Examine each line of the data, and copy the ones containing "tokio".

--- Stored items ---
-----

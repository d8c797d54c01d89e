/// Core domain types for Encore
mod challenge;
mod ids;

pub use challenge::{Challenge, Difficulty, ProgressRecord};
pub use ids::ChallengeId;
//! Core types for playback synchronization

use encore_core::{Challenge, ChallengeId};
use serde::{Deserialize, Serialize};
use std::fmt;
use std::time::Duration;

/// Lifecycle of a playback session
#[derive(Debug, Clone, Copy, PartialEq, Eq, Default, Serialize, Deserialize)]
#[serde(rename_all = "lowercase")]
pub enum SessionState {
    /// No challenge selected
    #[default]
    Idle,
    /// Track is being queued
    Loading,
    /// Track queued, not playing
    Ready,
    /// Audio playing
    Playing,
    /// Audio paused
    Paused,
    /// Challenge reached 100% in this session
    Completed,
}

impl SessionState {
    pub fn as_str(&self) -> &'static str {
        match self {
            Self::Idle => "idle",
            Self::Loading => "loading",
            Self::Ready => "ready",
            Self::Playing => "playing",
            Self::Paused => "paused",
            Self::Completed => "completed",
        }
    }
}

impl fmt::Display for SessionState {
    fn fmt(&self, f: &mut fmt::Formatter<'_>) -> fmt::Result {
        f.write_str(self.as_str())
    }
}

/// The single active playback session
#[derive(Debug, Clone, PartialEq, Default, Serialize, Deserialize)]
pub struct PlaybackSession {
    pub active_challenge_id: Option<ChallengeId>,
    /// Generation the session was started with
    pub generation: u64,
    pub position_seconds: f64,
    pub duration_seconds: f64,
    pub is_playing: bool,
    pub state: SessionState,
}

/// Remote-control capabilities exposed by the player
#[derive(Debug, Clone, Copy, PartialEq, Eq, Serialize, Deserialize)]
#[serde(rename_all = "snake_case")]
pub enum Capability {
    Play,
    Pause,
    SkipToNext,
    SkipToPrevious,
    SeekTo,
}

/// What the player does when the app is killed
#[derive(Debug, Clone, Copy, PartialEq, Eq, Serialize, Deserialize)]
#[serde(rename_all = "snake_case")]
pub enum AppKilledPlaybackBehavior {
    ContinuePlayback,
    PausePlayback,
    StopPlaybackAndRemoveNotification,
}

/// Queue repeat behavior
#[derive(Debug, Clone, Copy, PartialEq, Eq, Serialize, Deserialize)]
#[serde(rename_all = "lowercase")]
pub enum RepeatMode {
    Off,
    Track,
    Queue,
}

/// Options passed to the backend at setup
#[derive(Debug, Clone, PartialEq, Eq, Serialize, Deserialize)]
#[serde(default)]
pub struct PlayerOptions {
    pub capabilities: Vec<Capability>,
    pub notification_capabilities: Vec<Capability>,
    pub app_killed_behavior: AppKilledPlaybackBehavior,
    /// Audio cache budget in KiB
    pub max_cache_size_kb: u32,
    pub repeat_mode: RepeatMode,
}

impl Default for PlayerOptions {
    fn default() -> Self {
        Self {
            capabilities: vec![
                Capability::Play,
                Capability::Pause,
                Capability::SkipToNext,
                Capability::SkipToPrevious,
                Capability::SeekTo,
            ],
            notification_capabilities: vec![
                Capability::Play,
                Capability::Pause,
                Capability::SkipToNext,
                Capability::SkipToPrevious,
            ],
            app_killed_behavior: AppKilledPlaybackBehavior::StopPlaybackAndRemoveNotification,
            max_cache_size_kb: 1024 * 10,
            repeat_mode: RepeatMode::Queue,
        }
    }
}

/// A queued audio item
///
/// The track id is the challenge id it was created from.
#[derive(Debug, Clone, PartialEq, Serialize, Deserialize)]
pub struct Track {
    pub id: ChallengeId,
    pub url: String,
    pub title: String,
    pub artist: String,
    pub duration_seconds: Option<f64>,
}

impl From<&Challenge> for Track {
    fn from(challenge: &Challenge) -> Self {
        Self {
            id: challenge.id.clone(),
            url: challenge.url.clone(),
            title: challenge.title.clone(),
            artist: challenge.artist.clone(),
            duration_seconds: Some(challenge.duration_seconds),
        }
    }
}

/// Raw position report from a backend
#[derive(Debug, Clone, Copy, PartialEq, Default)]
pub struct BackendProgress {
    pub position_seconds: f64,
    /// Zero when the backend does not know the duration yet
    pub duration_seconds: f64,
}

/// One telemetry poll as seen by the sync layer
#[derive(Debug, Clone, PartialEq, Default)]
pub struct TelemetrySample {
    /// Track the backend reports as active
    pub track_id: Option<ChallengeId>,
    pub position_seconds: f64,
    pub duration_seconds: f64,
    /// False when the backend could not be read
    pub available: bool,
}

/// Telemetry tagged with the session it was requested for
#[derive(Debug, Clone, PartialEq)]
pub struct TaggedTelemetry {
    pub generation: u64,
    pub sample: TelemetrySample,
}

/// Sync engine settings
#[derive(Debug, Clone, PartialEq, Eq, Serialize, Deserialize)]
#[serde(default)]
pub struct EngineConfig {
    /// Telemetry poll period while playing
    pub telemetry_interval_ms: u64,
    /// Upper bound for any single backend call
    pub call_timeout_ms: u64,
    /// Capacity of the event broadcast channel
    pub event_buffer: usize,
    pub player: PlayerOptions,
}

impl EngineConfig {
    pub fn telemetry_interval(&self) -> Duration {
        Duration::from_millis(self.telemetry_interval_ms.max(1))
    }

    pub fn call_timeout(&self) -> Duration {
        Duration::from_millis(self.call_timeout_ms)
    }
}

impl Default for EngineConfig {
    fn default() -> Self {
        Self {
            telemetry_interval_ms: 1000,
            call_timeout_ms: 5000,
            event_buffer: 64,
            player: PlayerOptions::default(),
        }
    }
}

#[cfg(test)]
mod tests {
    use super::*;
    use encore_core::Difficulty;

    #[test]
    fn player_options_defaults() {
        let options = PlayerOptions::default();
        assert_eq!(options.max_cache_size_kb, 10240);
        assert_eq!(options.repeat_mode, RepeatMode::Queue);
        assert!(options.capabilities.contains(&Capability::SeekTo));
        assert!(!options.notification_capabilities.contains(&Capability::SeekTo));
    }

    #[test]
    fn track_from_challenge_keeps_id_and_duration() {
        let challenge = Challenge::new("c1", "Song", "Artist", Difficulty::Easy, 180.0, 50)
            .with_url("https://cdn.example.com/c1.mp3");
        let track = Track::from(&challenge);
        assert_eq!(track.id, challenge.id);
        assert_eq!(track.url, "https://cdn.example.com/c1.mp3");
        assert_eq!(track.duration_seconds, Some(180.0));
    }

    #[test]
    fn engine_config_partial_deserialize() {
        let config: EngineConfig = serde_json::from_str(r#"{"call_timeout_ms": 250}"#).unwrap();
        assert_eq!(config.call_timeout(), Duration::from_millis(250));
        assert_eq!(config.telemetry_interval_ms, 1000);
    }
}
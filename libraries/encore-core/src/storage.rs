//! Progress persistence port
//!
//! Implemented by `encore-storage` (SQLite and in-memory). The sync engine
//! only sees this trait.

use crate::error::Result;
use crate::types::{ChallengeId, ProgressRecord};
use async_trait::async_trait;
use std::collections::HashMap;

/// Durable store for per-challenge progress
///
/// Implementations must never lower a stored record: a save carrying less
/// progress than what is already persisted keeps the stored values.
#[async_trait]
pub trait ProgressStore: Send + Sync {
    /// Load every persisted record
    async fn load_all(&self) -> Result<HashMap<ChallengeId, ProgressRecord>>;

    /// Persist one challenge's record
    async fn save(&self, id: &ChallengeId, record: ProgressRecord) -> Result<()>;

    /// Persist several records
    async fn save_all(&self, records: &HashMap<ChallengeId, ProgressRecord>) -> Result<()> {
        for (id, record) in records {
            self.save(id, *record).await?;
        }
        Ok(())
    }
}
//! Playback adapter
//!
//! Uniform, timeout-bounded operations over a [`PlaybackBackend`]. Mutating
//! calls are serialized through an async mutex so a queue replacement is
//! never interleaved with another one.

use crate::backend::{BackendError, PlaybackBackend};
use crate::error::{PlaybackError, TelemetryError};
use crate::types::{PlayerOptions, TelemetrySample, Track};
use encore_core::ChallengeId;
use std::future::Future;
use std::sync::atomic::{AtomicU64, Ordering};
use std::sync::{Mutex, MutexGuard, PoisonError};
use std::time::Duration;
use tokio::sync::broadcast;
use tracing::{debug, error, info, warn};

type Result<T> = std::result::Result<T, PlaybackError>;

#[derive(Debug, Default)]
struct AdapterState {
    initialized: bool,
    is_playing: bool,
    queued: Option<ChallengeId>,
    last_known_duration: f64,
}

/// Wrapper around a backend enforcing call timeouts and queue discipline
pub struct PlaybackAdapter<B> {
    backend: B,
    call_timeout: Duration,
    calls: tokio::sync::Mutex<()>,
    state: Mutex<AdapterState>,
}

impl<B: PlaybackBackend> PlaybackAdapter<B> {
    pub fn new(backend: B, call_timeout: Duration) -> Self {
        Self {
            backend,
            call_timeout,
            calls: tokio::sync::Mutex::new(()),
            state: Mutex::new(AdapterState::default()),
        }
    }

    /// Access the wrapped backend
    pub fn backend(&self) -> &B {
        &self.backend
    }

    pub fn is_initialized(&self) -> bool {
        self.state().initialized
    }

    /// Last play/pause outcome known to the adapter
    pub fn is_playing(&self) -> bool {
        self.state().is_playing
    }

    /// Track currently in the backend queue, as far as the adapter knows
    pub fn queued_track(&self) -> Option<ChallengeId> {
        self.state().queued.clone()
    }

    pub(crate) fn set_playing(&self, playing: bool) {
        self.state().is_playing = playing;
    }

    pub fn subscribe(&self) -> Option<broadcast::Receiver<crate::backend::BackendEvent>> {
        self.backend.subscribe()
    }

    /// Initialize the player with the given options
    ///
    /// A second call returns [`PlaybackError::AlreadyInitialized`], which
    /// callers should treat as success.
    pub async fn setup(&self, options: &PlayerOptions) -> Result<()> {
        let _guard = self.calls.lock().await;

        if self.state().initialized {
            debug!("Player setup skipped, already initialized");
            return Err(PlaybackError::AlreadyInitialized);
        }

        match self.call("setup", self.backend.setup(options)).await? {
            Ok(()) => {
                self.state().initialized = true;
                info!(
                    cache_kb = options.max_cache_size_kb,
                    repeat = ?options.repeat_mode,
                    "Player setup complete"
                );
                Ok(())
            }
            Err(BackendError::AlreadyInitialized) => {
                self.state().initialized = true;
                Err(PlaybackError::AlreadyInitialized)
            }
            Err(e) => {
                error!("Player setup failed: {}", e);
                Err(PlaybackError::SetupFailed(e.to_string()))
            }
        }
    }

    /// Stop playback and clear the queue
    ///
    /// Never fails: backend errors and timeouts are logged and swallowed.
    pub async fn reset(&self) -> Result<()> {
        let _guard = self.calls.lock().await;
        self.reset_locked().await;
        Ok(())
    }

    /// Queue exactly one track, replacing whatever was queued
    pub async fn load(&self, track: &Track) -> Result<()> {
        let _guard = self.calls.lock().await;
        if self.state().queued.is_some() {
            self.reset_locked().await;
        }
        self.add_locked(track).await
    }

    /// Reset and load in one step, unless the session was superseded
    ///
    /// `latest` is checked after acquiring the call lock, so a superseded
    /// selection never touches the backend. Returns `Ok(false)` when skipped.
    pub async fn load_for_session(
        &self,
        track: &Track,
        generation: u64,
        latest: &AtomicU64,
    ) -> Result<bool> {
        let _guard = self.calls.lock().await;

        let current = latest.load(Ordering::SeqCst);
        if current != generation {
            debug!(
                track_id = %track.id,
                generation,
                current,
                "Skipping load for superseded session"
            );
            return Ok(false);
        }

        self.reset_locked().await;
        self.add_locked(track).await?;
        Ok(true)
    }

    pub async fn play(&self) -> Result<()> {
        let _guard = self.calls.lock().await;
        match self.call("play", self.backend.play()).await {
            Ok(Ok(())) => {
                self.set_playing(true);
                Ok(())
            }
            Ok(Err(e)) => {
                self.set_playing(false);
                warn!("Play rejected by backend: {}", e);
                Err(PlaybackError::transport("play", e))
            }
            Err(e) => {
                self.set_playing(false);
                Err(e)
            }
        }
    }

    pub async fn pause(&self) -> Result<()> {
        let _guard = self.calls.lock().await;
        match self.call("pause", self.backend.pause()).await? {
            Ok(()) => {
                self.set_playing(false);
                Ok(())
            }
            Err(e) => {
                warn!("Pause rejected by backend: {}", e);
                Err(PlaybackError::transport("pause", e))
            }
        }
    }

    /// Seek within the active track, returning the clamped target
    ///
    /// Targets are clamped to `[0, duration]` using the last known duration.
    pub async fn seek(&self, position_seconds: f64) -> Result<f64> {
        let target = self.clamp_seek(position_seconds);

        let _guard = self.calls.lock().await;
        match self.call("seek", self.backend.seek_to(target)).await? {
            Ok(()) => {
                debug!(requested = position_seconds, target, "Seeked");
                Ok(target)
            }
            Err(e) => {
                warn!("Seek rejected by backend: {}", e);
                Err(PlaybackError::transport("seek", e))
            }
        }
    }

    /// Read position, duration and active track
    ///
    /// Degrades instead of failing: when the backend cannot be read the
    /// sample is flagged unavailable with position 0 and the last known
    /// duration.
    pub async fn get_progress(&self) -> TelemetrySample {
        match self.try_get_progress().await {
            Ok(sample) => sample,
            Err(e) => {
                warn!("{}", e);
                TelemetrySample {
                    track_id: None,
                    position_seconds: 0.0,
                    duration_seconds: self.state().last_known_duration,
                    available: false,
                }
            }
        }
    }

    /// Fallible variant of [`get_progress`](Self::get_progress)
    pub async fn try_get_progress(&self) -> std::result::Result<TelemetrySample, TelemetryError> {
        let progress = self
            .call("progress", self.backend.progress())
            .await
            .map_err(unavailable)?
            .map_err(unavailable)?;

        let track_id = self
            .call("active_track", self.backend.active_track())
            .await
            .map_err(unavailable)?
            .map_err(unavailable)?;

        let mut state = self.state();
        if progress.duration_seconds.is_finite() && progress.duration_seconds > 0.0 {
            state.last_known_duration = progress.duration_seconds;
        }

        Ok(TelemetrySample {
            track_id,
            position_seconds: progress.position_seconds,
            duration_seconds: state.last_known_duration,
            available: true,
        })
    }

    /// Release the backend queue on shutdown
    pub async fn teardown(&self) {
        let _guard = self.calls.lock().await;
        self.reset_locked().await;
        debug!("Playback adapter torn down");
    }

    async fn reset_locked(&self) {
        match self.call("reset", self.backend.reset()).await {
            Ok(Ok(())) => {}
            Ok(Err(e)) => warn!("Ignoring reset failure: {}", e),
            Err(e) => warn!("Ignoring reset failure: {}", e),
        }

        let mut state = self.state();
        state.queued = None;
        state.is_playing = false;
        state.last_known_duration = 0.0;
    }

    async fn add_locked(&self, track: &Track) -> Result<()> {
        match self.call("load", self.backend.add(track)).await? {
            Ok(()) => {
                let mut state = self.state();
                state.queued = Some(track.id.clone());
                state.is_playing = false;
                state.last_known_duration = track
                    .duration_seconds
                    .filter(|d| d.is_finite() && *d > 0.0)
                    .unwrap_or(0.0);
                debug!(track_id = %track.id, url = %track.url, "Track queued");
                Ok(())
            }
            Err(e) => {
                error!(track_id = %track.id, "Failed to queue track: {}", e);
                Err(PlaybackError::LoadFailed {
                    track_id: track.id.clone(),
                    reason: e.to_string(),
                })
            }
        }
    }

    fn clamp_seek(&self, position_seconds: f64) -> f64 {
        let duration = self.state().last_known_duration;
        let target = if position_seconds.is_finite() {
            position_seconds.max(0.0)
        } else {
            0.0
        };
        if duration > 0.0 {
            target.min(duration)
        } else {
            target
        }
    }

    async fn call<T>(
        &self,
        operation: &'static str,
        fut: impl Future<Output = std::result::Result<T, BackendError>>,
    ) -> Result<std::result::Result<T, BackendError>> {
        tokio::time::timeout(self.call_timeout, fut)
            .await
            .map_err(|_| {
                let timeout_ms = u64::try_from(self.call_timeout.as_millis()).unwrap_or(u64::MAX);
                warn!(operation, timeout_ms, "Playback backend call timed out");
                PlaybackError::Timeout {
                    operation,
                    timeout_ms,
                }
            })
    }

    fn state(&self) -> MutexGuard<'_, AdapterState> {
        self.state.lock().unwrap_or_else(PoisonError::into_inner)
    }
}

fn unavailable(err: impl std::fmt::Display) -> TelemetryError {
    TelemetryError::BackendUnavailable(err.to_string())
}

-----

--- Output for this task ---
use tokio::sync::broadcast;
    calls: tokio::sync::Mutex<()>,
            calls: tokio::sync::Mutex::new(()),
        tokio::time::timeout(self.call_timeout, fut)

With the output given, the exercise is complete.